É na queda e só a partir da constatação da instabilidade dos sistemas, das regras e da vida, enfim, que, para Baricco, reside a chance de verdadeira humanização, que implica, necessariamente, em olhar para o diverso, sem nenhum tipo de preconceito. Daí por que, neste A paixão de A., a certa altura, o narrador observe:
[…] Porque a parede de pedra é sólida, mas em seu cerne sempre carrega um encaixe fraco, uma sustentação instável. Ao longo do tempo aprendemos com precisão onde — a pedra oculta pode nos trair. É no ponto exato em que apoiamos todo o nosso heroísmo, e todo o nosso sentimento religioso: é onde recusamos o mundo dos outros, onde o desprezamos, por certeza instintiva, onde sabemos ser insensato, com evidência total… Rompe-se a certeza da pedra e tudo desaba…
Emaús
O título original do romance é Emmaus, e quando nos aproximamos da metade do enredo, o narrador confessa que ele e seus amigos adolescentes gostam muito desse episódio bíblico e decide recontá-lo. Como se sabe, alguns dias depois da morte de Cristo, dois homens caminham pela estrada que leva à aldeia de Emaús, discutindo sobre o que acontecera no Calvário. Um terceiro homem se aproxima deles, pergunta-lhes sobre o que estão falando e pede que lhe contem o acontecido. Como era muito tarde, aqueles o convidam para que fique:
[…] Durante o jantar, o homem reparte o pão, com naturalidade. Então, os dois entendem e reconhecem nele o Messias. Ele desaparece.
Já sozinhos, eles dizem: Como pudemos não entender?
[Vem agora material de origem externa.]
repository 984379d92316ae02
//! The device backend contract.
//!
//! The core guarantees that a tuned kernel's expression references only
//! constants, the loop variables listed in `TunedKernel::loop_vars`, and
//! `GlobalIndex(gid, offset)` reads from the provided input slots in
//! order. A backend turns that into device execution; the reference
//! implementation interprets it on the host.
//!
//! Execution is asynchronous at the interface: `execute` and `read`
//! return a `Dispatch` and the `*_sync` variants block on it. The
//! scheduling model is single-threaded cooperative (one execution context
//! touches a backend at a time), so `Dispatch` is a completion handle
//! rather than a poll-driven future.

use gradfuse_ir::TunedKernel;

use crate::cancel::CancelToken;
use crate::error::{BackendError, BackendResult};

/// Opaque handle to a device buffer. Reference counted by the backend;
/// the holder owns exactly the references it took.
#[derive(Debug, Clone, Copy, PartialEq, Eq, Hash)]
pub struct Slot(pub(crate) u64);

impl Slot {
    /// Stable numeric id, used in JIT cache keys.
    pub fn id(self) -> u64 {
        self.0
    }
}

/// Completion handle of an asynchronous backend operation.
///
/// In the cooperative model a dispatch either completed or failed by the
/// time the handle is observed; `wait` surfaces the outcome.
#[derive(Debug)]
#[must_use = "a Dispatch carries the outcome of the dispatch; call wait()"]
pub struct Dispatch<T> {
    outcome: BackendResult<T>,
}

impl<T> Dispatch<T> {
    /// Wrap an already-completed outcome.
    pub fn ready(outcome: BackendResult<T>) -> Dispatch<T> {
        Dispatch { outcome }
    }

    /// Block until the operation completes and return its outcome.
    pub fn wait(self) -> BackendResult<T> {
        self.outcome
    }

    pub fn is_complete(&self) -> bool {
        true
    }
}

/// The device-agnostic buffer and kernel dispatch contract.
pub trait Backend: std::fmt::Debug {
    /// Identifies the backend implementation; part of JIT cache keys.
    fn kind(&self) -> &'static str;

    /// Allocate a buffer of `byte_size` bytes with refcount 1. With
    /// `init`, the buffer holds a copy of the given bytes (which must be
    /// exactly `byte_size` long); otherwise it is zero-filled.
    fn malloc(&self, byte_size: usize, init: Option<&[u8]>) -> BackendResult<Slot>;

    /// Take an additional reference to a live slot.
    fn inc_ref(&self, slot: Slot) -> BackendResult<()>;

    /// Release one reference; the slot is freed when the count reaches
    /// zero. Releasing a freed slot is a `SlotError`.
    fn dec_ref(&self, slot: Slot) -> BackendResult<()>;

    /// Read `count` bytes (or the rest of the buffer) starting at byte
    /// `start`.
    fn read(&self, slot: Slot, start: usize, count: Option<usize>) -> Dispatch<Vec<u8>>;

    fn read_sync(&self, slot: Slot, start: usize, count: Option<usize>) -> BackendResult<Vec<u8>> {
        self.read(slot, start, count).wait()
    }

    /// Dispatch a tuned kernel. `inputs` bind the kernel's buffer ids in
    /// order; `outputs` receive the result (one slot for the reference
    /// backends). Independent kernels may run concurrently, but a backend
    /// must honor the data dependencies implied by the slot lists.
    fn execute(
        &self,
        kernel: &TunedKernel,
        inputs: &[Slot],
        outputs: &[Slot],
        cancel: Option<&CancelToken>,
    ) -> Dispatch<()>;

    fn execute_sync(
        &self,
        kernel: &TunedKernel,
        inputs: &[Slot],
        outputs: &[Slot],
        cancel: Option<&CancelToken>,
    ) -> BackendResult<()> {
        self.execute(kernel, inputs, outputs, cancel).wait()
    }
}

/// Helper shared by backends: validate a read range against a buffer
/// length.
pub(crate) fn check_range(
    len: usize,
    start: usize,
    count: Option<usize>,
) -> BackendResult<std::ops::Range<usize>> {
    let end = match count {
        Some(c) => start + c,
        None => len,
    };
    if start > len || end > len || start > end {
        return Err(BackendError::Bounds(format!(
            "read of bytes {start}..{end} from a buffer of {len}"
        )));
    }
    Ok(start..end)
}
use anyhow::Result;

pub fn run() -> Result<()> {
    let detectors = darkux_guard_detectors::all_detectors();

    println!(
        "{:<16} {:<10} {:<8} {:<8} Description",
        "Key", "Severity", "Penalty", "Default"
    );
    println!("{}", "-".repeat(100));

    for d in &detectors {
        let default = if d.key().default_enabled() { "on" } else { "off" };
        println!(
            "{:<16} {:<10} {:<8} {:<8} {}",
            d.key().as_str(),
            d.severity().to_string(),
            d.score_delta(),
            default,
            d.description()
        );
    }

    println!("\nTotal: {} detectors", detectors.len());
    Ok(())
}
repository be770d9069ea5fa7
use std::fmt;

use serde::Serialize;

/// Catalog key of a built-in detector. Variant order is the catalog order
/// findings are reported in.
#[derive(Debug, Clone, Copy, PartialEq, Eq, PartialOrd, Ord, Hash, Serialize)]
#[serde(rename_all = "lowercase")]
pub enum DetectorKey {
    PreChecked,
    ConfirmShaming,
    AutoRenew,
    Scarcity,
    Nagging,
    HiddenFees,
    HiddenCancel,
    TinyDisclaimer,
    VagueCta,
}

impl DetectorKey {
    pub const ALL: [DetectorKey; 9] = [
        DetectorKey::PreChecked,
        DetectorKey::ConfirmShaming,
        DetectorKey::AutoRenew,
        DetectorKey::Scarcity,
        DetectorKey::Nagging,
        DetectorKey::HiddenFees,
        DetectorKey::HiddenCancel,
        DetectorKey::TinyDisclaimer,
        DetectorKey::VagueCta,
    ];

    pub fn as_str(&self) -> &'static str {
        match self {
            DetectorKey::PreChecked => "prechecked",
            DetectorKey::ConfirmShaming => "confirmshaming",
            DetectorKey::AutoRenew => "autorenew",
            DetectorKey::Scarcity => "scarcity",
            DetectorKey::Nagging => "nagging",
            DetectorKey::HiddenFees => "hiddenfees",
            DetectorKey::HiddenCancel => "hiddencancel",
            DetectorKey::TinyDisclaimer => "tinydisclaimer",
            DetectorKey::VagueCta => "vaguecta",
        }
    }

    /// Look up a key after stripping whitespace and lower-casing, so
    /// `"Hidden Fees"` and `"hiddenfees"` name the same detector.
    pub fn parse(raw: &str) -> Option<Self> {
        let normalized = normalize_key(raw);
        Self::ALL
            .into_iter()
            .find(|key| key.as_str() == normalized)
    }

    /// Scarcity, nagging and hidden-fee checks are opt-in; the rest run by default.
    pub fn default_enabled(&self) -> bool {
        !matches!(
            self,
            DetectorKey::Scarcity | DetectorKey::Nagging | DetectorKey::HiddenFees
        )
    }
}

impl fmt::Display for DetectorKey {
    fn fmt(&self, f: &mut fmt::Formatter<'_>) -> fmt::Result {
        f.write_str(self.as_str())
    }
}

pub(crate) fn normalize_key(raw: &str) -> String {
    raw.chars()
        .filter(|c| !c.is_whitespace())
        .collect::<String>()
        .to_lowercase()
}
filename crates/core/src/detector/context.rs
use chrono::{DateTime, Utc};

use super::traits::Detector;
use crate::finding::Finding;
use crate::page::{ElementView, PageModel};

/// Gives detectors read access to the page snapshot and the scan timestamp.
pub struct ScanContext<'a> {
    page: &'a PageModel,
    timestamp: DateTime<Utc>,
}

impl<'a> ScanContext<'a> {
    pub fn new(page: &'a PageModel, timestamp: DateTime<Utc>) -> Self {
        Self { page, timestamp }
    }

    pub fn page(&self) -> &'a PageModel {
        self.page
    }

    /// Normalized page text
    pub fn text(&self) -> &'a str {
        self.page.text()
    }

    pub fn elements(&self) -> &'a [ElementView] {
        self.page.elements()
    }

    pub fn timestamp(&self) -> DateTime<Utc> {
        self.timestamp
    }

    /// Start a finding stamped with the detector's metadata and this scan's time
    pub fn finding(&self, detector: &dyn Detector) -> Finding {
        Finding::new(
            detector.key().as_str(),
            detector.name(),
            detector.severity(),
            detector.score_delta(),
            self.timestamp,
        )
    }
}
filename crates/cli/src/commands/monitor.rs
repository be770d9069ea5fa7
use std::sync::Arc;
use std::time::Duration;

use anyhow::{Context, Result};
use tracing::info;

use darkux_guard::Target;
use darkux_guard_detectors::DetectionEngine;
use darkux_guard_monitor::{
    FilePageSource, HttpPageSource, MonitoringSession, PageSource, SessionOptions,
};

use super::{is_local, Settings};
use crate::output;
use crate::{DetectorArgs, StreamFormat};

pub async fn run(
    target: &str,
    format: StreamFormat,
    args: &DetectorArgs,
    interval_ms: Option<u64>,
    count: Option<u64>,
    no_color: bool,
) -> Result<()> {
    if no_color {
        colored::control::set_override(false);
    }

    let settings = Settings::load(args);
    let engine = Arc::new(
        DetectionEngine::new(settings.detectors.clone())
            .with_suppressions(settings.config.suppressions.clone()),
    );
    let source: Arc<dyn PageSource> = if is_local(target) {
        Arc::new(FilePageSource)
    } else {
        Arc::new(
            HttpPageSource::from_config(&settings.config.source)
                .context("failed to build HTTP client")?,
        )
    };

    let mut options = SessionOptions::from_config(&settings.config.monitor);
    if let Some(ms) = interval_ms {
        options.interval = Duration::from_millis(ms.max(1));
    }

    let (mut session, mut events) =
        MonitoringSession::new(Target::new(target), engine, source, options);
    session.start().context("failed to start monitoring")?;

    let ctrl_c = tokio::signal::ctrl_c();
    tokio::pin!(ctrl_c);
    let mut received: u64 = 0;

    loop {
        tokio::select! {
            _ = &mut ctrl_c => {
                info!("interrupted");
                break;
            }
            event = events.recv() => {
                let Some(event) = event else { break };
                output::print_event(&event, format)?;
                received += 1;
                if count.is_some_and(|limit| received >= limit) {
                    break;
                }
            }
        }
    }

    session.shutdown().await;
    if count.is_none_or(|limit| received < limit) {
        // delivered only when `deliver_after_stop` is set
        while let Ok(event) = events.try_recv() {
            output::print_event(&event, format)?;
        }
    }
    Ok(())
}
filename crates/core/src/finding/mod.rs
mod display;
pub mod types;

pub use types::*;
Por todo esse tempo ele esteve conosco, o Messias estava conosco e nós não percebemos…
Ainda que às avessas, ressignificando a passagem de Emaús por meio da excêntrica personagem de Andre e de sua revelação final (ela poderia, talvez, ser interpretada como a personagem que encarna o Cristo anti-herói, para o qual ninguém tem olhos compreensivos), esta obra de Alessandro Baricco acena — ainda que de modo indireto — a uma das questões mais agudas da Europa contemporânea (sobretudo da Itália): a do preconceito acirrado de grande parte de europeus xenófobos em relação às mais diversas levas migratórias, que ali aportam a todo o momento.
Olmi e Crialese
Transcendendo a problemática da adolescência em seu processo turbulento de formação, ao apontar a sistemática rejeição do outro, do que é diverso, pelos sistemas opressores de dominação (sejam políticos e/ou religiosos), o famoso autor italiano demonstra estar em consonância com alguns de seus conterrâneos cineastas, críticos destes nossos tempos, que denunciaram os flagelos sofridos pelos imigrantes clandestinos em seu país, tais como Ermanno Olmi, no recente Il villaggio di cartone (2011), e Emanuele Crialese, em Terraferma (2011, premiado na 68ª Mostra Internazionale d’Arte Cinematografica di Venezia).
Em outras palavras, “como não pudemos perceber?” que o outro — seja a excêntrica Andre o elemento estranho, seja o imigrante obrigado a buscar uma Terra firme — representa, em verdade, a figura dos enjeitados, à margem de todos os sistemas, encarnações demasiado humanas de um Cristo que nos negamos a ver?